Authors: Owen Parry,Ralph Peters
“Then …” he said, “ … there are four now. Only four left.” He looked at me as earnestly as a parson stares at sin. “But if the legend is true … what is said … then let us hope that the blade that has been destroyed was the accursed one.”
Now, all of this was beginning to sound like a fisherman’s tale to me. Some sort of Frenchified method of haggling to squeeze out every penny from the customer.
He turned to my companion. “Ah,
Monsieur
Barnaby … please … in the bottom drawer of my desk … the armagnac. There are glasses, you will see them …”
Mr. Barnaby’s concern with a late arrival at Mrs. Aubrey’s appeared to have vanished. But then he always liked to hear a tale. He was a great reader, as I had discovered one night in Mississippi, although he always read in the same book. Twas a matter I intended to discuss with him. Once my mouth forgave me for its sufferings.
“But we must sit!” the old fellow said. “No, no. First … take up the blade again. Take it up! It wishes to be touched, I think. Unsheathe it. Let it feel the light of the lamp, the warmth …”

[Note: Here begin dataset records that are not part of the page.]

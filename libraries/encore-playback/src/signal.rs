//! Skip/stop handoff between callers and the play loop
//!
//! Each signal kind is a single-slot channel of requests carrying a oneshot
//! acknowledgement. A sender waits for the slot, then for the loop to
//! acknowledge, so at most one request per kind is in flight and a second
//! request queues behind the first. Channels live exactly as long as one play
//! loop: when the loop exits its receivers drop and any unobserved request
//! reports failure to its sender.

use tokio::sync::{mpsc, oneshot};

/// Move the cursor to `target` once the current stream is torn down
#[derive(Debug)]
pub(crate) struct SkipRequest {
    pub target: usize,
    pub ack: oneshot::Sender<()>,
}

/// Caller side, kept in player state while a loop runs
#[derive(Debug, Clone)]
pub(crate) struct LoopControl {
    skip_tx: mpsc::Sender<SkipRequest>,
    stop_tx: mpsc::Sender<oneshot::Sender<()>>,
}

/// Loop side, owned by the play loop task
#[derive(Debug)]
pub(crate) struct LoopSignals {
    pub skip_rx: mpsc::Receiver<SkipRequest>,
    pub stop_rx: mpsc::Receiver<oneshot::Sender<()>>,
}

pub(crate) fn loop_channel() -> (LoopControl, LoopSignals) {
    let (skip_tx, skip_rx) = mpsc::channel(1);
    let (stop_tx, stop_rx) = mpsc::channel(1);

    (
        LoopControl { skip_tx, stop_tx },
        LoopSignals { skip_rx, stop_rx },
    )
}

impl LoopControl {
    /// Send a skip and wait until the loop has placed the cursor
    ///
    /// Returns `false` if the loop ended without observing the request.
    pub async fn skip(&self, target: usize) -> bool {
        let (ack, acked) = oneshot::channel();
        if self.skip_tx.send(SkipRequest { target, ack }).await.is_err() {
            return false;
        }
        acked.await.is_ok()
    }

    /// Send a stop and wait until the loop has gone idle
    ///
    /// Returns `false` if the loop ended without observing the request.
    pub async fn stop(&self) -> bool {
        let (ack, acked) = oneshot::channel();
        if self.stop_tx.send(ack).await.is_err() {
            return false;
        }
        acked.await.is_ok()
    }
}

#[cfg(test)]
mod tests {
    use super::*;

    #[tokio::test]
    async fn skip_waits_for_acknowledgement() {
        let (control, mut signals) = loop_channel();

        let sender = tokio::spawn(async move { control.skip(4).await });

        let request = signals.skip_rx.recv().await.unwrap();
        assert_eq!(request.target, 4);
        assert!(!sender.is_finished());

        request.ack.send(()).unwrap();
        assert!(sender.await.unwrap());
    }

    #[tokio::test]
    async fn stop_reports_loop_exit() {
        let (control, signals) = loop_channel();
        drop(signals);

        assert!(!control.stop().await);
        assert!(!control.skip(0).await);
    }

    #[tokio::test]
    async fn unobserved_request_fails_when_loop_exits() {
        let (control, signals) = loop_channel();

        let sender = tokio::spawn(async move { control.skip(1).await });
        tokio::task::yield_now().await;
        drop(signals);

        assert!(!sender.await.unwrap());
    }
}
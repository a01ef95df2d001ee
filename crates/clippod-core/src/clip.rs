use serde::{Deserialize, Serialize};
use uuid::Uuid;

use crate::analysis::HighlightWindow;

/// Bounds for turning ranked highlights into render-ready clips.
#[derive(Debug, Clone, Serialize, Deserialize)]
#[serde(default)]
pub struct ClipPlanOptions {
    pub max_clips: usize,
    pub min_duration: f64,
    pub max_duration: f64,
}

impl Default for ClipPlanOptions {
    fn default() -> Self {
        Self {
            max_clips: 5,
            min_duration: 15.0,
            max_duration: 60.0,
        }
    }
}

/// A render-ready clip derived from one highlight window.
#[derive(Debug, Clone, Serialize, Deserialize)]
pub struct ClipPlan {
    pub id: Uuid,
    pub title: String,
    pub description: String,
    pub start: f64,
    pub end: f64,
    pub viral_score: f64,
    pub hook_score: f64,
    pub engagement_score: f64,
    pub keywords: Vec<String>,
    pub transcript: String,
}

impl ClipPlan {
    pub fn duration(&self) -> f64 {
        self.end - self.start
    }
}

/// Turn the top ranked highlights into numbered clip plans, stretching or
/// cutting each span to fit the configured duration bounds.
pub fn plan_clips(highlights: &[HighlightWindow], options: &ClipPlanOptions) -> Vec<ClipPlan> {
    highlights
        .iter()
        .take(options.max_clips)
        .enumerate()
        .map(|(i, highlight)| {
            let start = highlight.start;
            let mut end = highlight.end;
            let duration = end - start;

            if duration < options.min_duration {
                end = start + options.min_duration;
            } else if duration > options.max_duration {
                end = start + options.max_duration;
            }

            ClipPlan {
                id: Uuid::new_v4(),
                title: format!("Clip {}: {}", i + 1, highlight.title),
                description: highlight.description.clone(),
                start,
                end,
                viral_score: highlight.viral_score,
                hook_score: highlight.hook_score,
                engagement_score: highlight.engagement_score,
                keywords: highlight.keywords.clone(),
                transcript: highlight.transcript.clone(),
            }
        })
        .collect()
}
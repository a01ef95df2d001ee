use std::path::PathBuf;
use thiserror::Error;

#[derive(Error, Debug)]
pub enum ClippodError {
    #[error("Invalid analyzer input: {reason}")]
    InvalidInput { reason: String },

    #[error("Transcription failed for {media_path}: {reason}")]
    TranscriptionFailed { media_path: PathBuf, reason: String },

    #[error("Probe failed for {media_path}: {reason}")]
    ProbeFailed { media_path: PathBuf, reason: String },

    #[error("Render failed for {output_path}: {reason}")]
    RenderFailed { output_path: PathBuf, reason: String },

    #[error("Scoring profile {path} is invalid: {reason}")]
    ProfileInvalid { path: PathBuf, reason: String },

    #[error("IO error: {0}")]
    IoError(#[from] std::io::Error),

    #[error("JSON parse error: {0}")]
    JsonError(#[from] serde_json::Error),
}

pub type Result<T> = std::result::Result<T, ClippodError>;
use std::path::{Path, PathBuf};

use async_trait::async_trait;
use serde::Deserialize;
use tokio::{fs, process::Command};
use tracing::{debug, info};

use crate::error::{ClippodError, Result};
use crate::types::{Transcript, TranscriptSegment};

/// Produces a timed transcript for a media file.
#[async_trait]
pub trait TranscriptionProvider {
    async fn transcribe(&self, media: &Path) -> Result<Transcript>;
}

/// Transcription by shelling out to the `whisper` CLI.
pub struct WhisperCommand {
    model: String,
    output_dir: PathBuf,
}

impl WhisperCommand {
    pub fn new(model: impl Into<String>, output_dir: impl Into<PathBuf>) -> Self {
        Self {
            model: model.into(),
            output_dir: output_dir.into(),
        }
    }
}

#[derive(Deserialize)]
struct WhisperOutput {
    text: String,
    #[serde(default)]
    language: Option<String>,
    #[serde(default)]
    segments: Vec<WhisperSegment>,
}

#[derive(Deserialize)]
struct WhisperSegment {
    start: f64,
    end: f64,
    text: String,
    #[serde(default)]
    avg_logprob: Option<f64>,
}

impl WhisperOutput {
    fn into_transcript(self) -> Transcript {
        let segments: Vec<TranscriptSegment> = self
            .segments
            .into_iter()
            .map(|s| TranscriptSegment {
                start: s.start,
                end: s.end,
                text: s.text.trim().to_string(),
                confidence: s.avg_logprob,
            })
            .collect();
        // Whisper reports no overall duration; the last segment end is the
        // closest thing to one.
        let duration = segments.last().map(|s| s.end).unwrap_or(0.0);

        Transcript {
            text: self.text.trim().to_string(),
            language: self.language,
            segments,
            duration,
        }
    }
}

#[async_trait]
impl TranscriptionProvider for WhisperCommand {
    async fn transcribe(&self, media: &Path) -> Result<Transcript> {
        info!(media = %media.display(), model = %self.model, "running whisper");

        let output = Command::new("whisper")
            .arg(media)
            .arg("--model")
            .arg(&self.model)
            .arg("--output_format")
            .arg("json")
            .arg("--output_dir")
            .arg(&self.output_dir)
            .output()
            .await?;

        if !output.status.success() {
            return Err(ClippodError::TranscriptionFailed {
                media_path: media.to_path_buf(),
                reason: String::from_utf8_lossy(&output.stderr).to_string(),
            });
        }

        // Whisper names its output after the input file.
        let stem = media.file_stem().unwrap_or_default();
        let json_path = self.output_dir.join(stem).with_extension("json");
        let json_content = fs::read_to_string(&json_path).await?;
        let raw: WhisperOutput = serde_json::from_str(&json_content)?;

        debug!(segments = raw.segments.len(), "parsed whisper output");
        Ok(raw.into_transcript())
    }
}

I took it into my hand once more, drawing the slender blade. Feather-light and substantial at the same time, it was instantly familiar, unmistakable. When I lifted it up to the light, the blade seemed to come to life in my hand, to grip me in return.
“Now put it down,
monsieur
… let it rest, it has been surprised. Let it listen to its own history … perhaps it will have something to tell us in return?”

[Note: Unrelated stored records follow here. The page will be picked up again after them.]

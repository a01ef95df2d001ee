use std::collections::HashMap;

use regex::Regex;

pub(crate) const MAX_TOPICS: usize = 5;
pub(crate) const MAX_KEYWORDS: usize = 10;

/// Most frequent non-stop-word tokens of the text, best first. Ties keep
/// first-occurrence order.
pub(crate) fn extract_topics(text: &str, stop_words: &[String], token: &Regex) -> Vec<String> {
    let lower = text.to_lowercase();

    let mut counts: Vec<(String, u32)> = Vec::new();
    let mut index: HashMap<String, usize> = HashMap::new();

    for found in token.find_iter(&lower) {
        let word = found.as_str();
        if stop_words.iter().any(|s| s == word) {
            continue;
        }
        match index.get(word) {
            Some(&i) => counts[i].1 += 1,
            None => {
                index.insert(word.to_string(), counts.len());
                counts.push((word.to_string(), 1));
            }
        }
    }

    counts.sort_by(|a, b| b.1.cmp(&a.1));
    counts
        .into_iter()
        .take(MAX_TOPICS)
        .map(|(word, _)| word)
        .collect()
}

/// Topic tokens of the text followed by novel all-caps emphasis words from
/// the segment texts, deduplicated in first-occurrence order.
pub(crate) fn extract_keywords(
    text: &str,
    segment_texts: &[&str],
    stop_words: &[String],
    token: &Regex,
    emphasis: &Regex,
) -> Vec<String> {
    let mut keywords = extract_topics(text, stop_words, token);

    for segment_text in segment_texts {
        for found in emphasis.find_iter(segment_text) {
            let word = found.as_str();
            if !keywords.iter().any(|k| k == word) {
                keywords.push(word.to_string());
            }
        }
    }

    keywords.truncate(MAX_KEYWORDS);
    keywords
}
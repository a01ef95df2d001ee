use serde::{Deserialize, Serialize};

use super::TextPatterns;
use super::lexicon::ScoringProfile;
use super::sentiment::EmotionScores;
use crate::types::TranscriptSegment;

/// Heuristic signals derived from one transcript segment.
#[derive(Debug, Clone, Serialize, Deserialize)]
pub struct SegmentAnnotation {
    pub hook_score: f64,
    pub engagement_score: f64,
    pub viral_score: f64,
    pub emotions: EmotionScores,
    pub topic_shift: bool,
}

pub(crate) fn annotate_segment(
    segment: &TranscriptSegment,
    profile: &ScoringProfile,
    patterns: &TextPatterns,
) -> SegmentAnnotation {
    let text = segment.text.as_str();
    let lower = text.to_lowercase();

    let hook_score = hook_score(text, &lower, segment.start, profile, patterns);
    let engagement_score = engagement_score(&lower, profile);
    let viral_score = viral_score(&lower, hook_score, engagement_score, profile);
    let emotions = detect_emotions(&lower, profile);
    let topic_shift = detect_topic_shift(&lower, profile);

    SegmentAnnotation {
        hook_score,
        engagement_score,
        viral_score,
        emotions,
        topic_shift,
    }
}

/// How likely the segment is to grab attention, given its text and where it
/// falls in the recording. Base score plus fixed bonuses, clamped to [0, 100].
fn hook_score(
    text: &str,
    lower: &str,
    start: f64,
    profile: &ScoringProfile,
    patterns: &TextPatterns,
) -> f64 {
    let w = &profile.weights;
    let lex = &profile.lexicon;
    let mut score = w.base_score;

    // Openings hook harder than the same words mid-episode.
    if start < w.early_start_cutoff {
        score += w.early_start_bonus;
    } else if start < w.mid_start_cutoff {
        score += w.mid_start_bonus;
    }

    if text.contains('?') {
        score += w.question_bonus;
    }

    if lex.bold_statements.iter().any(|s| lower.contains(s.as_str())) {
        score += w.bold_statement_bonus;
    }

    if patterns.digits.is_match(text) {
        score += w.digit_bonus;
    }

    if lex.story_openers.iter().any(|s| lower.starts_with(s.as_str())) {
        score += w.story_opener_bonus;
    }

    score.clamp(0.0, 100.0)
}

/// Emotional and interactive pull of the text. Every matched vocabulary
/// entry adds its bonus once.
fn engagement_score(lower: &str, profile: &ScoringProfile) -> f64 {
    let w = &profile.weights;
    let lex = &profile.lexicon;
    let mut score = w.base_score;

    for word in &lex.emotional_words {
        if lower.contains(word.as_str()) {
            score += w.emotional_word_bonus;
        }
    }
    for phrase in &lex.cta_phrases {
        if lower.contains(phrase.as_str()) {
            score += w.cta_bonus;
        }
    }
    for word in &lex.controversy_words {
        if lower.contains(word.as_str()) {
            score += w.controversy_bonus;
        }
    }

    score.clamp(0.0, 100.0)
}

/// Composite of hook and engagement plus a bonus per trending topic mention.
fn viral_score(lower: &str, hook: f64, engagement: f64, profile: &ScoringProfile) -> f64 {
    let w = &profile.weights;
    let mut score = hook * w.hook_weight + engagement * w.engagement_weight + w.viral_base;

    for topic in &profile.lexicon.trending_topics {
        if lower.contains(topic.as_str()) {
            score += w.trending_bonus;
        }
    }

    score.clamp(0.0, 100.0)
}

/// Per-emotion signal for the segment. Starts fully neutral; each trigger
/// word moves mass from neutral to its emotion, then the result is
/// normalized to sum to 1 when the total allows it.
fn detect_emotions(lower: &str, profile: &ScoringProfile) -> EmotionScores {
    let w = &profile.weights;
    let lex = &profile.lexicon;
    let mut emotions = EmotionScores {
        neutral: 1.0,
        ..EmotionScores::default()
    };

    for word in &lex.joy_words {
        if lower.contains(word.as_str()) {
            emotions.joy += w.emotion_step;
            emotions.neutral -= w.neutral_decay;
        }
    }
    for word in &lex.anger_words {
        if lower.contains(word.as_str()) {
            emotions.anger += w.emotion_step;
            emotions.neutral -= w.neutral_decay;
        }
    }
    for word in &lex.surprise_words {
        if lower.contains(word.as_str()) {
            emotions.surprise += w.emotion_step;
            emotions.neutral -= w.neutral_decay;
        }
    }

    let total = emotions.sum();
    if total > 0.0 {
        emotions.scale(1.0 / total);
    }

    emotions
}

fn detect_topic_shift(lower: &str, profile: &ScoringProfile) -> bool {
    profile
        .lexicon
        .shift_markers
        .iter()
        .any(|marker| lower.contains(marker.as_str()))
}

Mr. Barnaby stepped back in, bearing a bottle that looked all too suspicious. But the good fellow, bless him, only carried two glasses.
“The major don’t take liquors and such,” he explained to
Monsieur
Beyle.
The old Frenchy gave me a glance that was less than approving. But his disappointment passed. As soon as Mr. Barnaby had poured the glasses a quarter full, the old fellow knocked his back and smacked his lips.
“Perhaps,” he said, “I should begin with the old Saracen … or should I start with the young Englishman and his dreams?” He tutted. “They are both dead now, of course. God rest their souls …”
As he spoke I found it difficult to stop myself from staring at the sword-cane. I coveted the weapon. And covetous thoughts of any sort are un-Christian.
“But I am a foolish old man. It is only right to start with the Englishman.” The old fellow’s eyes, sharp and immediate until then, seemed to drift, to lose their interest in myself and Mr. Barnaby. “Yes, to start with the Englishman.”
Monsieur
Beyle raised an eyebrow. “He was not … as it has been told to me … the sort of Englishman to which one objects. Not at all! He was a romantic young man, quite handsome
et très gentil . .
. an aristocrat of deeper lineage than pockets, who had fallen under the spell of the famous Lord Byron. In the matters of the poetry, I would say, not in the misuse of ladies and the bad behavior. It is said the young man was present when this wild English poet expires of the sickness while fighting the Turks. And that the young man is intoxicated with the poet’s notions of freedom and
la guerre pour la libertè …
the fighting for the liberty. The famous Lord Byron has said to him
en passant
that five men of good heart can bring down a tyrant.”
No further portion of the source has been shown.